4 – Déploiement spirituel

Nous souffrons d’un individualisme doublé d’un matérialisme qui réduit le goût du bonheur à un appétit de possession d’objets. Nous valons mieux que cela ! Ne ratons pas les occasions de déployer notre désir d’une vie bonne sous le signe du partage. J’ai eu cette chance dans le cadre d’une rencontre à Salvert dont l’objet était clairement un partage spirituel. Salvert (www.salvert.org), un héritage basé sur une communauté religieuse qui comprend aujourd’hui des maisons d’accueil pour enfants, une pour femmes en difficulté et une pour mineurs étrangers ; mais aussi une école Montessori et une ferme bio.

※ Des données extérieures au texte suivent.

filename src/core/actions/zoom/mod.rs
pub mod zoom_controller;
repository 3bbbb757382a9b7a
use crate::core::data::complex::Complex;
use crate::core::data::complex_rect::ComplexRect;
use crate::core::data::viewport::Viewport;

/// User interaction, already converted to plane coordinates.
#[derive(Debug, Clone, Copy, PartialEq)]
pub enum InteractionEvent {
    SelectionStarted(Complex),
    SelectionDragged(Complex),
    SelectionCommitted(Complex),
    UndoRequested,
}

/// What the host has to do after an interaction event.
#[derive(Debug, Clone, Copy, PartialEq)]
pub enum ZoomOutcome {
    /// Nothing changed.
    Ignored,
    /// Only the selection preview changed; repaint without recomputing.
    Redraw,
    /// The viewport changed and the fractal must be rendered again.
    Rerender(Viewport),
}

#[derive(Debug, Clone, Copy, PartialEq, Default)]
pub enum SelectionState {
    #[default]
    Idle,
    Selecting {
        start: Complex,
        end: Option<Complex>,
    },
}

/// Rubber-band zoom with a single-level reset.
///
/// Owns the only mutable viewport. Renderers get copies of it through
/// [`ZoomOutcome::Rerender`] or [`ZoomController::viewport`], so a zoom never
/// changes a frame that is already being rendered.
#[derive(Debug, Clone)]
pub struct ZoomController {
    initial: Viewport,
    current: Viewport,
    state: SelectionState,
}

impl ZoomController {
    #[must_use]
    pub fn new(initial: Viewport) -> Self {
        Self {
            initial,
            current: initial,
            state: SelectionState::Idle,
        }
    }

    pub fn viewport(&self) -> Viewport {
        self.current
    }

    pub fn initial_viewport(&self) -> Viewport {
        self.initial
    }

    pub fn state(&self) -> SelectionState {
        self.state
    }

    pub fn is_zoomed(&self) -> bool {
        self.current != self.initial
    }

    pub fn handle(&mut self, event: InteractionEvent) -> ZoomOutcome {
        match event {
            InteractionEvent::SelectionStarted(point) => self.begin_selection(point),
            InteractionEvent::SelectionDragged(point) => self.update_selection(point),
            InteractionEvent::SelectionCommitted(point) => self.commit_selection(point),
            InteractionEvent::UndoRequested => self.request_undo(),
        }
    }

    /// Starts a new selection, discarding any unfinished one.
    pub fn begin_selection(&mut self, point: Complex) -> ZoomOutcome {
        self.state = SelectionState::Selecting {
            start: point,
            end: None,
        };

        ZoomOutcome::Ignored
    }

    pub fn update_selection(&mut self, point: Complex) -> ZoomOutcome {
        match &mut self.state {
            SelectionState::Selecting { end, .. } => {
                *end = Some(point);
                ZoomOutcome::Redraw
            }
            SelectionState::Idle => ZoomOutcome::Ignored,
        }
    }

    /// Finishes the selection at `point` and zooms to it.
    ///
    /// A selection with no area, or one whose fitted viewport cannot be
    /// represented, leaves the viewport untouched.
    pub fn commit_selection(&mut self, point: Complex) -> ZoomOutcome {
        let SelectionState::Selecting { start, .. } = std::mem::take(&mut self.state) else {
            return ZoomOutcome::Ignored;
        };

        let fitted = ComplexRect::from_corners(start, point)
            .and_then(|selection| self.current.fit_selection(selection));

        match fitted {
            Ok(viewport) => {
                self.current = viewport;
                log::info!("zoomed to {}", viewport.region());

                ZoomOutcome::Rerender(viewport)
            }
            Err(err) => {
                log::debug!("ignoring selection: {}", err);

                ZoomOutcome::Ignored
            }
        }
    }

    /// Returns to the construction-time viewport from any state.
    pub fn request_undo(&mut self) -> ZoomOutcome {
        self.state = SelectionState::Idle;
        self.current = self.initial;
        log::info!("reset to original view {}", self.initial.region());

        ZoomOutcome::Rerender(self.initial)
    }

    /// The normalised rectangle being dragged out, if any.
    pub fn selection_preview(&self) -> Option<ComplexRect> {
        match self.state {
            SelectionState::Selecting {
                start,
                end: Some(end),
            } => ComplexRect::from_corners(start, end).ok(),
            _ => None,
        }
    }
}
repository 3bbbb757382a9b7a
pub mod file;
//! Compares the frame renderers on the default view at a reduced size.

use std::num::NonZeroU32;

use criterion::{BenchmarkId, Criterion, Throughput, black_box, criterion_group, criterion_main};
use fractal_zoom::core::actions::render_frame::render_frame::render_frame_serial;
use fractal_zoom::core::fractals::hsb_colour_map::HsbColourMap;
use fractal_zoom::{FractalConfig, ParallelFrameRenderer, RenderStrategy};

const WIDTH: u32 = 320;
const HEIGHT: u32 = 240;

fn bench_renderers(c: &mut Criterion) {
    let config = FractalConfig {
        pixel_width: WIDTH,
        pixel_height: HEIGHT,
        ..FractalConfig::default()
    };
    let viewport = config.viewport().expect("bench config is valid");
    let kernel = config.kernel().expect("bench config is valid");
    let colour_map = HsbColourMap::new();

    let mut group = c.benchmark_group("render_frame");
    group.throughput(Throughput::Elements((WIDTH * HEIGHT) as u64));
    group.sample_size(20);

    group.bench_function("serial", |b| {
        b.iter(|| render_frame_serial(black_box(&viewport), &kernel, &colour_map))
    });

    let available = ParallelFrameRenderer::new().workers();
    let mut worker_counts = vec![NonZeroU32::MIN, available];
    worker_counts.dedup();

    for strategy in [RenderStrategy::ScopedThreads, RenderStrategy::Rayon] {
        for &workers in &worker_counts {
            let renderer = ParallelFrameRenderer::with_workers(workers).with_strategy(strategy);

            group.bench_with_input(
                BenchmarkId::new(format!("{:?}", strategy), workers),
                &renderer,
                |b, renderer| b.iter(|| renderer.render(black_box(&viewport), &kernel, &colour_map)),
            );
        }
    }

    group.finish();
}

criterion_group!(benches, bench_renderers);
criterion_main!(benches);
use crate::core::actions::render_frame::ports::colour_map::ColourMap;
use crate::core::data::colour::Colour;
use std::convert::Infallible;

pub const HUE_CYCLE: u32 = 256;
pub const BRIGHTNESS_KNEE: u32 = 18;

/// Converts hue/saturation/brightness (each nominally in `[0, 1]`, hue taken
/// modulo 1) to RGB using the classic six-sector colour wheel with
/// round-half-up channel quantisation.
pub fn hsb_to_rgb(hue: f32, saturation: f32, brightness: f32) -> Colour {
    let channel = |value: f32| (value * 255.0 + 0.5) as u8;

    if saturation == 0.0 {
        let grey = channel(brightness);
        return Colour {
            r: grey,
            g: grey,
            b: grey,
        };
    }

    let h = (hue - hue.floor()) * 6.0;
    let f = h - h.floor();
    let p = brightness * (1.0 - saturation);
    let q = brightness * (1.0 - saturation * f);
    let t = brightness * (1.0 - saturation * (1.0 - f));

    let (r, g, b) = match h as u32 {
        0 => (brightness, t, p),
        1 => (q, brightness, p),
        2 => (p, brightness, t),
        3 => (p, q, brightness),
        4 => (t, p, brightness),
        5 => (brightness, p, q),
        _ => (0.0, 0.0, 0.0),
    };

    Colour {
        r: channel(r),
        g: channel(g),
        b: channel(b),
    }
}

/// Colours an iteration count by cycling hue every [`HUE_CYCLE`] iterations
/// at full saturation, with brightness `n / (n + BRIGHTNESS_KNEE)`.
///
/// Bounded orbits go through the same formula; there is no dedicated
/// interior colour.
#[derive(Debug, Copy, Clone, PartialEq)]
pub struct HsbColourMap {
    hue_cycle: u32,
    brightness_knee: u32,
}

impl Default for HsbColourMap {
    fn default() -> Self {
        Self::new()
    }
}

impl HsbColourMap {
    #[must_use]
    pub fn new() -> Self {
        Self {
            hue_cycle: HUE_CYCLE,
            brightness_knee: BRIGHTNESS_KNEE,
        }
    }

    pub fn colour_of(&self, iterations: u32) -> Colour {
        let n = iterations as f32;
        let hue = n / self.hue_cycle as f32;
        let brightness = n / (n + self.brightness_knee as f32);

        hsb_to_rgb(hue, 1.0, brightness)
    }
}

impl ColourMap<u32> for HsbColourMap {
    type Failure = Infallible;

    fn map(&self, iterations: u32) -> Result<Colour, Self::Failure> {
        Ok(self.colour_of(iterations))
    }

    fn display_name(&self) -> &str {
        "HSB cycle"
    }
}

#[cfg(test)]
mod tests {
    use super::*;
    use crate::core::fractals::escape_time::MAX_ITERATIONS;

    #[test]
    fn test_zero_iterations_is_black() {
        assert_eq!(HsbColourMap::new().colour_of(0), Colour::BLACK);
    }

    #[test]
    fn test_full_hue_cycle_wraps_to_red() {
        // brightness 256/274: 0.934 * 255 + 0.5 truncates to 238
        assert_eq!(
            HsbColourMap::new().colour_of(256),
            Colour { r: 238, g: 0, b: 0 }
        );
    }

    #[test]
    fn test_quarter_hue_cycle() {
        // hue 0.25 lands halfway through sector 1, brightness 64/82
        assert_eq!(
            HsbColourMap::new().colour_of(64),
            Colour {
                r: 100,
                g: 199,
                b: 0
            }
        );
    }

    #[test]
    fn test_max_iterations_uses_the_same_formula() {
        // hue 1024/256 = 4.0 wraps to 0, brightness 1024/1042
        assert_eq!(
            HsbColourMap::new().colour_of(MAX_ITERATIONS),
            Colour { r: 251, g: 0, b: 0 }
        );
    }

    #[test]
    fn test_brightness_grows_with_iterations() {
        let map = HsbColourMap::new();
        let peak = |c: Colour| c.r.max(c.g).max(c.b);

        assert!(peak(map.colour_of(256)) > peak(map.colour_of(5)));
    }

    #[test]
    fn test_hsb_to_rgb_primary_sectors() {
        assert_eq!(hsb_to_rgb(0.0, 1.0, 1.0), Colour { r: 255, g: 0, b: 0 });
        assert_eq!(
            hsb_to_rgb(1.0 / 3.0, 1.0, 1.0),
            Colour { r: 0, g: 255, b: 0 }
        );
        assert_eq!(
            hsb_to_rgb(2.0 / 3.0, 1.0, 1.0),
            Colour { r: 0, g: 0, b: 255 }
        );
    }

    #[test]
    fn test_hsb_to_rgb_zero_saturation_is_grey() {
        assert_eq!(
            hsb_to_rgb(0.7, 0.0, 0.5),
            Colour {
                r: 128,
                g: 128,
                b: 128
            }
        );
    }

    #[test]
    fn test_map_port_matches_colour_of() {
        let map = HsbColourMap::new();

        assert_eq!(map.map(77), Ok(map.colour_of(77)));
        assert_eq!(map.display_name(), "HSB cycle");
    }
}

Ce temps fort spirituel a permis une rencontre étonnante entre une trentaine de personnes d’origines diverses, d’âges différents, de convictions religieuses variées, sans oublier des fonctions professionnelles ou associatives diversifiées. La proposition d’un partage spirituel a permis des échanges sur la base d’un respect de la personne humaine en sa singularité, tout en prenant en compte la formation d’un esprit commun. Une telle reconnaissance mutuelle permet à chacun de déployer ce qu’il porte de meilleur en lui-même, au bénéfice de l’ensemble. Les témoignages évoquant des situations de souffrance, qui furent dépassées grâce à la confiance accordée, ont rappelé à chacun que ses fragilités ne sont pas un handicap absolu ; chaque personne peut grandir en se mettant au service des autres. Une telle expérience de partage spirituel favorise une créativité inventive, les actions entreprises se basent alors sur des attitudes nourries d’amour. La référence à l’amour n’est pas réservée à l’intime, elle peut être efficace d’un point de vue social : il s’agit de goûter la vie fraternelle en la servant concrètement.